§ **Requirement**: The lines needed are those below that contain the word "Night"; copy each one.

§ **Data under study**:
>>>
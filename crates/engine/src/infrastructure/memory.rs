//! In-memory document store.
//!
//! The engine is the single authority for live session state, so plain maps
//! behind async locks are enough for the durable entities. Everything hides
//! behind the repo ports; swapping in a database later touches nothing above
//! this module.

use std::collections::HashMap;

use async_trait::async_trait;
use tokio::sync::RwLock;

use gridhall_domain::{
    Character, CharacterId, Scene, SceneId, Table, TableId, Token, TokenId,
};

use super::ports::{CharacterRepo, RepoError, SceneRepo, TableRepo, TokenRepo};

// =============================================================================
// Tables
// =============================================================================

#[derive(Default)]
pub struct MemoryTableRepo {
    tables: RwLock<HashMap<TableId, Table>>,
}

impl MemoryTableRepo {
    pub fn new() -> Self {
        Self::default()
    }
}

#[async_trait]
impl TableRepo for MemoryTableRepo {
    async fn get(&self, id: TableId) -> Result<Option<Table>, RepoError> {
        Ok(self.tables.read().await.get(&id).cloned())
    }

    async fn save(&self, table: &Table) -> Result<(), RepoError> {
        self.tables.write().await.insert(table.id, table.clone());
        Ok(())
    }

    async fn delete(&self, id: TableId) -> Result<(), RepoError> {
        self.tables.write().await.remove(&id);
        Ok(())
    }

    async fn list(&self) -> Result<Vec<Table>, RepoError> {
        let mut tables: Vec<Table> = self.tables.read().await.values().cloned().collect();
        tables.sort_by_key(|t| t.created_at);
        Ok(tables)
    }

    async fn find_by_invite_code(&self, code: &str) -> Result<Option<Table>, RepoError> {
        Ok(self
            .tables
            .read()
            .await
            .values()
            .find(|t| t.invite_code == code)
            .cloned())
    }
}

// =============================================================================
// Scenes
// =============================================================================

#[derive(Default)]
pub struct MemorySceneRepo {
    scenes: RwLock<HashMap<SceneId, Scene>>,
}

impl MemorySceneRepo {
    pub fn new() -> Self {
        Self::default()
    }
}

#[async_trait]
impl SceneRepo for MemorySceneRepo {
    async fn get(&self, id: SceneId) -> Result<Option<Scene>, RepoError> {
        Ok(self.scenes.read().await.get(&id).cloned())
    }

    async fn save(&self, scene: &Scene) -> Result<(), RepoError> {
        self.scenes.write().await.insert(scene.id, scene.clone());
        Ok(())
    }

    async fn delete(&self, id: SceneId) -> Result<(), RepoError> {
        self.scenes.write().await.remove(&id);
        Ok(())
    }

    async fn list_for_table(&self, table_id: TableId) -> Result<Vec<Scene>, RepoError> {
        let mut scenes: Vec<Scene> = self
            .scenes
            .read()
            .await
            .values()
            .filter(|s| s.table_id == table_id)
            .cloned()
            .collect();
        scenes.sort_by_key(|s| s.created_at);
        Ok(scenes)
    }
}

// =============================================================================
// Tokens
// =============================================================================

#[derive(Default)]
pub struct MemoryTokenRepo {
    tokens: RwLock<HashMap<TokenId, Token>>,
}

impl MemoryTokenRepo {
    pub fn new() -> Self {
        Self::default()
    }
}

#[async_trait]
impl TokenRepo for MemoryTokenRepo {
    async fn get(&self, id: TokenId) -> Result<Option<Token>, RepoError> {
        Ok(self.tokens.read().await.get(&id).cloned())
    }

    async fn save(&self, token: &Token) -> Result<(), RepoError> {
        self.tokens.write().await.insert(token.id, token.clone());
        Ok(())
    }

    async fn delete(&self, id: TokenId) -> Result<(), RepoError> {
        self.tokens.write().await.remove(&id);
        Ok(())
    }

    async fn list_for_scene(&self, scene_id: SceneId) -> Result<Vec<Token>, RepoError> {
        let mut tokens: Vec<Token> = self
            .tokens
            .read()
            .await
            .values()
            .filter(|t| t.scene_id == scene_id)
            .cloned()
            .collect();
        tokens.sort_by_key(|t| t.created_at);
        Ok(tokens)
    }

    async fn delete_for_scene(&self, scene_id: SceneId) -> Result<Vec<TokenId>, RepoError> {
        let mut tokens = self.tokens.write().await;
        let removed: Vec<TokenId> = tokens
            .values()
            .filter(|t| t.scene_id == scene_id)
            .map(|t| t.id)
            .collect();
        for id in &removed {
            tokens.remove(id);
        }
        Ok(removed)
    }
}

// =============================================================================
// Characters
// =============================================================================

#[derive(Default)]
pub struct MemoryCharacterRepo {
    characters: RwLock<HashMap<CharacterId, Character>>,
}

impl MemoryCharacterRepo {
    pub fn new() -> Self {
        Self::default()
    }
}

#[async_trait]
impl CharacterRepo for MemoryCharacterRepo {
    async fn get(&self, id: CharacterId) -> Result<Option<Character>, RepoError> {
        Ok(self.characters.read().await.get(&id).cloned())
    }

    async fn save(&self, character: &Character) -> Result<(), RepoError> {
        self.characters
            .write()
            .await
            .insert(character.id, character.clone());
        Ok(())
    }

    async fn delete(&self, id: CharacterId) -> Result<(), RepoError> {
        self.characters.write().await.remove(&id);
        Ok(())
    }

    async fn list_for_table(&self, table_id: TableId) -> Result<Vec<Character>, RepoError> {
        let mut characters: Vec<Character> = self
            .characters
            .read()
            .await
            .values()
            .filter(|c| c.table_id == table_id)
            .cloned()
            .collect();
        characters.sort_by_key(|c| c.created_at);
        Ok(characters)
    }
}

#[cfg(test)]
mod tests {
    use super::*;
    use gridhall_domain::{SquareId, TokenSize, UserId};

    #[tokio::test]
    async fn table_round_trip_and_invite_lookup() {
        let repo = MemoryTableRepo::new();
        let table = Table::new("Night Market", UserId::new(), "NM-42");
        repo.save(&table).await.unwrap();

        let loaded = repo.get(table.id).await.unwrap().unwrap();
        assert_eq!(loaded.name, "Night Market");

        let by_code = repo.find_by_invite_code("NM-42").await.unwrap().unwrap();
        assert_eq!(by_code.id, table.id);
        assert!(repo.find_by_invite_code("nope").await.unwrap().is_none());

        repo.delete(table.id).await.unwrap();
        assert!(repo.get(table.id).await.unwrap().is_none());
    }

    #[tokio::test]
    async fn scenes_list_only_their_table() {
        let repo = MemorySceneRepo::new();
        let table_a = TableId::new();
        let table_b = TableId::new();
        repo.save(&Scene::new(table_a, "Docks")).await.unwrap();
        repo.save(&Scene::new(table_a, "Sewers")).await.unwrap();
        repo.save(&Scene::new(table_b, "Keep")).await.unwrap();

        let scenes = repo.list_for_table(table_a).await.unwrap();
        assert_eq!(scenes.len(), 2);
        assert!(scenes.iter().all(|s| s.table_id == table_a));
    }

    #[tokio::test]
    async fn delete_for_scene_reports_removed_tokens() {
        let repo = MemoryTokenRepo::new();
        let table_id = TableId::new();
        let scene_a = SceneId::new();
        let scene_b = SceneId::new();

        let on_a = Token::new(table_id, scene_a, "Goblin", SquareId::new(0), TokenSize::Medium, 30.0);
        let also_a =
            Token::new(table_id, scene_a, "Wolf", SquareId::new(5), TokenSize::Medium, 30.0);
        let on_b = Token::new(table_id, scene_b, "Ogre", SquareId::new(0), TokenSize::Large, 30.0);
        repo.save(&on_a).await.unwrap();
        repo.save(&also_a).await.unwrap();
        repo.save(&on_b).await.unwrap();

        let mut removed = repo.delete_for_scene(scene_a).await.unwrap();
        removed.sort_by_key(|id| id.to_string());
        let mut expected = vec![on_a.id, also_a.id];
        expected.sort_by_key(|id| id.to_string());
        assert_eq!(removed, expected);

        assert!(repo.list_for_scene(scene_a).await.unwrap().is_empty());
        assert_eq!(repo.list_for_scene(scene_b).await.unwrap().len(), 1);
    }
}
<<<
§ **Your response**:
        let table = Table::new("Night Market", UserId::new(), "NM-42");
        assert_eq!(loaded.name, "Night Market");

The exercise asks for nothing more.